** TASK DESCRIPTION **
Return every line from the records below that has the word "ListRequest".
------ EXCERPTED DATA ------
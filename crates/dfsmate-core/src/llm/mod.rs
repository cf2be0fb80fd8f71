//! Provider seam for chat completion.

pub mod provider;

pub use provider::ChatProvider;
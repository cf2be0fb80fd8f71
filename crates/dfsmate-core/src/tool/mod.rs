//! Tool handlers for the HDFS administrative surface.
//!
//! [`Toolbox`] owns the command runner and audit sink and dispatches by tool
//! name. Every handler follows the same shape: gate, build argv, execute,
//! audit, envelope. Confirmation gates reject before anything executes, so
//! a rejected call leaves no audit record.

mod admin;
mod fs;
mod perms;
mod quota;
mod spec;

pub use spec::{tool_names, tool_specs};

use serde::de::DeserializeOwned;
use serde_json::Value;
use tracing::{debug, warn};

use dfsmate_types::audit::AuditRecord;
use dfsmate_types::error::ExecError;
use dfsmate_types::tool::{risk_for, ToolOutcome};

use crate::audit::{self, AuditSink};
use crate::exec::{CommandRunner, ExecOutput};

/// The tool surface: a runner to execute commands, a sink to audit them,
/// and the confirmation policy.
pub struct Toolbox<R, S> {
    runner: R,
    sink: S,
    strict_confirm: bool,
}

impl<R: CommandRunner, S: AuditSink> Toolbox<R, S> {
    pub fn new(runner: R, sink: S, strict_confirm: bool) -> Self {
        Self {
            runner,
            sink,
            strict_confirm,
        }
    }

    pub fn strict_confirm(&self) -> bool {
        self.strict_confirm
    }

    /// Dispatch a tool call by name.
    ///
    /// Malformed arguments and unknown names come back as failure envelopes,
    /// never as errors; the caller (MCP server or agent loop) always has a
    /// serializable result to hand to the model.
    pub async fn dispatch(&self, name: &str, args: Value) -> ToolOutcome {
        debug!(tool = name, "dispatching tool call");
        match name {
            "list" => run(args, |req| self.list(req)).await,
            "stat" => run(args, |req| self.stat(req)).await,
            "mkdir" => run(args, |req| self.mkdir(req)).await,
            "put" => run(args, |req| self.put(req)).await,
            "get" => run(args, |req| self.get(req)).await,
            "chmod" => run(args, |req| self.chmod(req)).await,
            "chown" => run(args, |req| self.chown(req)).await,
            "getquota" => run(args, |req| self.getquota(req)).await,
            "setquota" => run(args, |req| self.setquota(req)).await,
            "snapshot_create" => run(args, |req| self.snapshot_create(req)).await,
            "snapshot_delete" => run(args, |req| self.snapshot_delete(req)).await,
            "snapshot_rename" => run(args, |req| self.snapshot_rename(req)).await,
            "snapshot_allow" => run(args, |req| self.snapshot_allow(req)).await,
            "snapshot_disallow" => run(args, |req| self.snapshot_disallow(req)).await,
            "balancer_trigger" => run(args, |req| self.balancer_trigger(req)).await,
            other => ToolOutcome::failure(format!("unknown tool: '{other}'")),
        }
    }

    /// Start an audit record for a tool invocation.
    fn audit_start(&self, tool: &str, args: &impl serde::Serialize) -> AuditRecord {
        let args = serde_json::to_value(args).unwrap_or(Value::Null);
        AuditRecord::new(audit::now_ts(), tool, risk_for(tool), args)
    }

    /// Execute `argv`, fill the exec fields of `record`, and flush it.
    ///
    /// Returns the output for exit-code inspection, or the failure envelope
    /// when the exec boundary itself failed (spawn error, timeout, retries
    /// exhausted). Either way the record is written.
    async fn execute_audited(
        &self,
        record: &mut AuditRecord,
        argv: Vec<String>,
    ) -> Result<ExecOutput, ToolOutcome> {
        record.command = argv.clone();
        match self.runner.run(argv).await {
            Ok(out) => {
                // The runner reports the full argv it actually ran (docker
                // exec wrapper included); prefer that in the audit trail.
                if !out.command.is_empty() {
                    record.command = out.command.clone();
                }
                record.ok = out.success();
                record.exit_code = out.exit_code;
                record.stdout = audit::trim_tail(&out.stdout);
                record.stderr = audit::trim_tail(&out.stderr);
                Ok(out)
            }
            Err(err) => {
                record.ok = false;
                record.exit_code = -1;
                record.stderr = audit::trim_tail(&err.to_string());
                self.flush_audit(record).await;
                Err(ToolOutcome::failure(err.to_string()))
            }
        }
    }

    /// Write the record; an audit I/O failure is logged, not propagated,
    /// so a full disk does not take the read-only tools down with it.
    async fn flush_audit(&self, record: &AuditRecord) {
        if let Err(err) = self.sink.record(record).await {
            warn!(tool = %record.tool, error = %err, "failed to write audit record");
        }
    }

    /// Best-effort command execution for permission snapshots; any failure
    /// degrades to `None`.
    async fn snapshot_output(&self, argv: Result<Vec<String>, ExecError>) -> Option<String> {
        let argv = argv.ok()?;
        match self.runner.run(argv).await {
            Ok(out) if out.success() => Some(out.stdout),
            _ => None,
        }
    }
}

/// Deserialize the raw arguments and run the handler, or produce a failure
/// envelope describing what was malformed.
async fn run<T, F, Fut>(args: Value, handler: F) -> ToolOutcome
where
    T: DeserializeOwned,
    F: FnOnce(T) -> Fut,
    Fut: std::future::Future<Output = ToolOutcome>,
{
    match serde_json::from_value::<T>(args) {
        Ok(req) => handler(req).await,
        Err(err) => ToolOutcome::failure(format!("invalid arguments: {err}")),
    }
}

/// Failure message for a finished command: trimmed stderr, or the fallback
/// when the command said nothing.
fn exec_failure(out: &ExecOutput, fallback: &str) -> String {
    let stderr = out.stderr.trim();
    if stderr.is_empty() {
        fallback.to_string()
    } else {
        audit::trim_tail(stderr)
    }
}

/// Gate rejection envelope for a risky tool called without confirm=true.
fn needs_confirm(tool: &str) -> ToolOutcome {
    ToolOutcome::failure_with_hint(
        format!("'{tool}' requires explicit confirmation"),
        "retry with confirm=true",
    )
}
//! Tool request/response models for the HDFS administrative tool surface.
//!
//! Every tool request derives [`schemars::JsonSchema`]; the generated schema
//! is published verbatim as the MCP tool input schema and as the OpenAI
//! function parameter schema, so field docs below are operator-visible.

use schemars::JsonSchema;
use serde::{Deserialize, Serialize};
use serde_json::Value;
use std::fmt;
use std::str::FromStr;

/// Audit records keep at most this many trailing characters of stdout/stderr.
pub const AUDIT_TRIM_CHARS: usize = 5000;

/// Hard cap on the `limit` paging parameter of the `list` tool.
pub const MAX_LIST_LIMIT: usize = 5000;

/// Tools that only read HDFS state.
pub const SAFE_TOOLS: &[&str] = &["list", "stat", "get", "getquota"];

/// Tools that mutate HDFS state or are heavyweight.
pub const RISKY_TOOLS: &[&str] = &[
    "mkdir",
    "chmod",
    "chown",
    "setquota",
    "getquota",
    "snapshot_create",
    "snapshot_delete",
    "snapshot_rename",
    "snapshot_allow",
    "snapshot_disallow",
    "balancer_trigger",
];

/// Risk classification of a tool.
#[derive(Debug, Clone, Copy, PartialEq, Eq, Serialize, Deserialize)]
#[serde(rename_all = "lowercase")]
pub enum RiskTier {
    Safe,
    Risky,
    Unknown,
}

impl fmt::Display for RiskTier {
    fn fmt(&self, f: &mut fmt::Formatter<'_>) -> fmt::Result {
        match self {
            RiskTier::Safe => write!(f, "safe"),
            RiskTier::Risky => write!(f, "risky"),
            RiskTier::Unknown => write!(f, "unknown"),
        }
    }
}

impl FromStr for RiskTier {
    type Err = String;

    fn from_str(s: &str) -> Result<Self, Self::Err> {
        match s.to_lowercase().as_str() {
            "safe" => Ok(RiskTier::Safe),
            "risky" => Ok(RiskTier::Risky),
            "unknown" => Ok(RiskTier::Unknown),
            other => Err(format!("invalid risk tier: '{other}'")),
        }
    }
}

/// Resolve the risk tier for a tool name.
///
/// The safe set wins when a tool appears in both tables (`getquota` does).
pub fn risk_for(tool: &str) -> RiskTier {
    if SAFE_TOOLS.contains(&tool) {
        RiskTier::Safe
    } else if RISKY_TOOLS.contains(&tool) {
        RiskTier::Risky
    } else {
        RiskTier::Unknown
    }
}

// ---------------------------------------------------------------------------
// Result envelope
// ---------------------------------------------------------------------------

/// Uniform tool result envelope.
///
/// Serializes as `{"ok":true,"data":...}` on success and
/// `{"ok":false,"error":...,"hint":...}` on failure.
#[derive(Debug, Clone, PartialEq, Serialize, Deserialize)]
pub struct ToolOutcome {
    pub ok: bool,
    #[serde(default, skip_serializing_if = "Option::is_none")]
    pub data: Option<Value>,
    #[serde(default, skip_serializing_if = "Option::is_none")]
    pub error: Option<String>,
    #[serde(default, skip_serializing_if = "Option::is_none")]
    pub hint: Option<String>,
}

impl ToolOutcome {
    /// Build a success envelope from any serializable payload.
    ///
    /// Serialization of the payload is infallible for the types we emit;
    /// a failure degrades to a failure envelope rather than a panic.
    pub fn success<T: Serialize>(data: T) -> Self {
        match serde_json::to_value(data) {
            Ok(value) => Self {
                ok: true,
                data: Some(value),
                error: None,
                hint: None,
            },
            Err(err) => Self::failure(format!("failed to serialize tool result: {err}")),
        }
    }

    pub fn failure(error: impl Into<String>) -> Self {
        Self {
            ok: false,
            data: None,
            error: Some(error.into()),
            hint: None,
        }
    }

    pub fn failure_with_hint(error: impl Into<String>, hint: impl Into<String>) -> Self {
        Self {
            ok: false,
            data: None,
            error: Some(error.into()),
            hint: Some(hint.into()),
        }
    }

    pub fn is_ok(&self) -> bool {
        self.ok
    }
}

// ---------------------------------------------------------------------------
// Requests
// ---------------------------------------------------------------------------

fn default_root() -> String {
    "/".to_string()
}

fn default_true() -> bool {
    true
}

fn default_limit() -> usize {
    200
}

/// Request for the `list` tool.
#[derive(Debug, Clone, Serialize, Deserialize, JsonSchema)]
#[serde(default)]
pub struct ListRequest {
    /// HDFS directory path to list, e.g. `/data/raw`.
    pub path: String,
    /// List recursively (`-R`).
    pub recursive: bool,
    /// Max number of items per page (1..=5000).
    pub limit: usize,
    /// Start index for paging.
    pub offset: usize,
}

impl Default for ListRequest {
    fn default() -> Self {
        Self {
            path: default_root(),
            recursive: false,
            limit: default_limit(),
            offset: 0,
        }
    }
}

/// Request for the `stat` tool.
#[derive(Debug, Clone, Serialize, Deserialize, JsonSchema)]
pub struct StatRequest {
    /// HDFS path (file or directory).
    pub path: String,
}

/// Request for the `mkdir` tool.
#[derive(Debug, Clone, Serialize, Deserialize, JsonSchema)]
pub struct MkdirRequest {
    /// Directory path to create.
    pub path: String,
    /// Create parent directories (`-p`).
    #[serde(default = "default_true")]
    pub parents: bool,
    /// Must be true when the strict-confirm policy is enabled.
    #[serde(default)]
    pub confirm: bool,
}

/// Request for the `put` tool.
#[derive(Debug, Clone, Serialize, Deserialize, JsonSchema)]
pub struct PutRequest {
    /// Source path inside the namenode container, e.g. `/tmp/a.txt`.
    pub local_path: String,
    /// Destination path in HDFS.
    pub hdfs_path: String,
    /// Overwrite the destination if it exists (requires confirm=true).
    #[serde(default)]
    pub overwrite: bool,
    /// Explicit confirmation; required when overwrite=true.
    #[serde(default)]
    pub confirm: bool,
}

/// Request for the `get` tool.
#[derive(Debug, Clone, Serialize, Deserialize, JsonSchema)]
pub struct GetRequest {
    /// Source path in HDFS.
    pub hdfs_path: String,
    /// Destination path inside the namenode container.
    pub local_path: String,
    /// Overwrite the local destination (requires confirm=true).
    #[serde(default)]
    pub overwrite: bool,
    /// Explicit confirmation; required when overwrite=true.
    #[serde(default)]
    pub confirm: bool,
}

/// Request for the `chmod` tool.
#[derive(Debug, Clone, Serialize, Deserialize, JsonSchema)]
pub struct ChmodRequest {
    /// HDFS path.
    pub path: String,
    /// Permission mode, e.g. `755` or `u+rwx,g+rx,o+rx`.
    pub mode: String,
    /// Apply recursively (`-R`).
    #[serde(default)]
    pub recursive: bool,
    /// Must be true; chmod is a risky operation.
    #[serde(default)]
    pub confirm: bool,
}

/// Request for the `chown` tool.
#[derive(Debug, Clone, Serialize, Deserialize, JsonSchema)]
pub struct ChownRequest {
    /// HDFS path.
    pub path: String,
    /// New owner.
    pub owner: String,
    /// Optional new group.
    #[serde(default)]
    pub group: Option<String>,
    /// Apply recursively (`-R`).
    #[serde(default)]
    pub recursive: bool,
    /// Must be true; chown is a risky operation.
    #[serde(default)]
    pub confirm: bool,
}

/// Request for the `getquota` tool.
#[derive(Debug, Clone, Serialize, Deserialize, JsonSchema)]
pub struct GetQuotaRequest {
    /// HDFS path.
    pub path: String,
}

/// Request for the `setquota` tool.
#[derive(Debug, Clone, Serialize, Deserialize, JsonSchema)]
pub struct SetQuotaRequest {
    /// HDFS path.
    pub path: String,
    /// Max number of names (files + directories) under the path.
    #[serde(default)]
    pub namespace_quota: Option<u64>,
    /// Space quota value, e.g. `1g` or `1073741824`.
    #[serde(default)]
    pub space_quota: Option<String>,
    /// Must be true; quota changes can block writes.
    #[serde(default)]
    pub confirm: bool,
}

/// Request for the `snapshot_create` tool.
#[derive(Debug, Clone, Serialize, Deserialize, JsonSchema)]
pub struct SnapshotCreateRequest {
    /// Snapshottable HDFS directory.
    pub path: String,
    /// Optional snapshot name; HDFS generates one when omitted.
    #[serde(default)]
    pub name: Option<String>,
    /// Must be true to create the snapshot.
    #[serde(default)]
    pub confirm: bool,
}

/// Request for the `snapshot_delete` tool.
#[derive(Debug, Clone, Serialize, Deserialize, JsonSchema)]
pub struct SnapshotDeleteRequest {
    /// HDFS directory owning the snapshot.
    pub path: String,
    /// Snapshot name.
    pub name: String,
    /// Must be true; deleting a snapshot is destructive.
    #[serde(default)]
    pub confirm: bool,
}

/// Request for the `snapshot_rename` tool.
#[derive(Debug, Clone, Serialize, Deserialize, JsonSchema)]
pub struct SnapshotRenameRequest {
    /// HDFS directory owning the snapshot.
    pub path: String,
    /// Current snapshot name.
    pub old_name: String,
    /// New snapshot name.
    pub new_name: String,
    /// Must be true to rename the snapshot.
    #[serde(default)]
    pub confirm: bool,
}

/// Request for the `snapshot_allow` and `snapshot_disallow` tools.
#[derive(Debug, Clone, Serialize, Deserialize, JsonSchema)]
pub struct SnapshotPolicyRequest {
    /// HDFS directory to mark snapshottable (or not).
    pub path: String,
    /// Must be true to change the snapshot policy.
    #[serde(default)]
    pub confirm: bool,
}

/// Request for the `balancer_trigger` tool.
#[derive(Debug, Clone, Default, Serialize, Deserialize, JsonSchema)]
pub struct BalancerRequest {
    /// Must be true to start balancing.
    #[serde(default)]
    pub confirm: bool,
}

// ---------------------------------------------------------------------------
// Responses
// ---------------------------------------------------------------------------

/// Whether an `ls` line describes a file or a directory.
#[derive(Debug, Clone, Copy, PartialEq, Eq, Serialize, Deserialize)]
#[serde(rename_all = "lowercase")]
pub enum EntryKind {
    File,
    Dir,
}

impl fmt::Display for EntryKind {
    fn fmt(&self, f: &mut fmt::Formatter<'_>) -> fmt::Result {
        match self {
            EntryKind::File => write!(f, "file"),
            EntryKind::Dir => write!(f, "dir"),
        }
    }
}

/// One parsed line of `hdfs dfs -ls` output.
#[derive(Debug, Clone, PartialEq, Serialize, Deserialize)]
pub struct LsEntry {
    pub path: String,
    #[serde(rename = "type")]
    pub kind: EntryKind,
    pub perm: String,
    pub owner: String,
    pub group: String,
    pub size: u64,
    pub date: String,
    pub time: String,
    pub replication: String,
}

/// Payload of a successful `list` call.
#[derive(Debug, Clone, Serialize, Deserialize)]
pub struct ListData {
    pub items: Vec<LsEntry>,
    pub next_offset: Option<usize>,
    pub total_in_page: usize,
}

/// Payload of a successful `stat` call.
#[derive(Debug, Clone, PartialEq, Serialize, Deserialize)]
pub struct StatData {
    pub name: String,
    pub size: u64,
    pub block_size: String,
    pub replication: String,
    pub owner: String,
    pub group: String,
    pub modified: String,
    #[serde(rename = "type")]
    pub kind: String,
    pub raw: String,
}

/// Payload of a successful `getquota` call.
#[derive(Debug, Clone, Serialize, Deserialize)]
pub struct QuotaData {
    pub path: String,
    pub raw: String,
    pub line: String,
}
------
** ANSWER TO THIS PROBLEM **
pub struct ListRequest {
impl Default for ListRequest {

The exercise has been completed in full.